Complete step by step answer:
We have given here a bulb which is joined to a battery of emf 6V and the current through the circuit is 0.5A. It glows for 5 minutes constantly. Now, we have to find the electricity cost at a rate of Rs. 9.50. We know that the loss of electric energy in a circuit is nothing but the Joule’s heating from the circuit.

Now, Joule’s law of heating in an electric circuit is given by,
\[H = {I^2}Rt\]
Hence, first we have to find the resistance of the bulb.
We have given, \[I = 0.5A\]\[V = 6V\].
So, from Ohm’s law resistance \[R\]is equal to,
\[R = \dfrac{V}{I} = \dfrac{6}{{0.5}} = 12\Omega \]
So, putting the values of \[I = 0.5A\], \[R = 12\Omega \] and \[t = 5 \times 60 = 300\,s\]

We have from joule’s law,
\[H = {(0.5)^2} \times 12 \times 300\]
\[\Rightarrow H = 900\]
Hence, the energy loss due to the bulb is,
\[900\,J = 900\,Ws = \dfrac{{900}}{{3600 \times 1000}}\,kWh\]
\[\Rightarrow 900\,J= 0.0025kWh\]
Hence, the cost of electricity will be,
\[Rs.\,0.0025 \times 9.50 = Rs.0.023 = 2.375\,paise\]

Hence, the cost of electricity is \[2.375\,paise\].

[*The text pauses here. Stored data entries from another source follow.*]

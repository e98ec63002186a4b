//! Retry policy: exponential backoff with a per-job ceiling.

use std::time::Duration;

/// What to do with a job whose attempt just failed.
#[derive(Debug, Copy, Clone, PartialEq, Eq)]
pub enum RetryDecision {
    /// Persist `pending` with `retries = attempt`, requeue after `backoff`.
    Retry { attempt: u32, backoff: Duration },
    /// Retry budget exhausted; dead-letter the job.
    DeadLetter,
}

impl RetryDecision {
    /// `retries < max_retries` retries, anything else dead-letters.
    pub fn after_failure(retries: u32, max_retries: u32) -> Self {
        if retries < max_retries {
            let attempt = retries + 1;
            RetryDecision::Retry {
                attempt,
                backoff: backoff_for_attempt(attempt),
            }
        } else {
            RetryDecision::DeadLetter
        }
    }
}

/// Backoff before retry `attempt` (1-indexed): `2^attempt` seconds.
///
/// There is no ceiling; large attempts saturate instead of overflowing.
pub fn backoff_for_attempt(attempt: u32) -> Duration {
    Duration::from_secs(2u64.saturating_pow(attempt))
}
//! Domain error model.

use thiserror::Error;

/// Result type used across the domain layer.
pub type DomainResult<T> = Result<T, DomainError>;

/// Domain-level error.
///
/// Keep this focused on deterministic failures (validation, parsing).
/// Infrastructure concerns belong to the adapter crates.
#[derive(Debug, Error, Clone, PartialEq, Eq)]
pub enum DomainError {
    /// A value failed validation (e.g. malformed input).
    #[error("validation failed: {0}")]
    Validation(String),

    /// An identifier was invalid (e.g. parse failure).
    #[error("invalid identifier: {0}")]
    InvalidId(String),

    /// A persisted status string did not name a known status.
    #[error("unknown job status: {0}")]
    UnknownStatus(String),

    /// A persisted log level string did not name a known level.
    #[error("unknown log level: {0}")]
    UnknownLogLevel(String),
}

impl DomainError {
    pub fn validation(msg: impl Into<String>) -> Self {
        Self::Validation(msg.into())
    }

    pub fn invalid_id(msg: impl Into<String>) -> Self {
        Self::InvalidId(msg.into())
    }
}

Note: When converting the energy from\[J\] to in terms of \[kWh\]make sure to multiply the correct constants with the denominator else the result will be flawed. The expression of the Joule’s heating is the same as the power generation of a circuit,\[P = VI\].We can rewrite this using the Ohm’s law \[V = IR\]as \[P = {I^2}R\]. The only difference is that in the expression of power the expression of time is not there.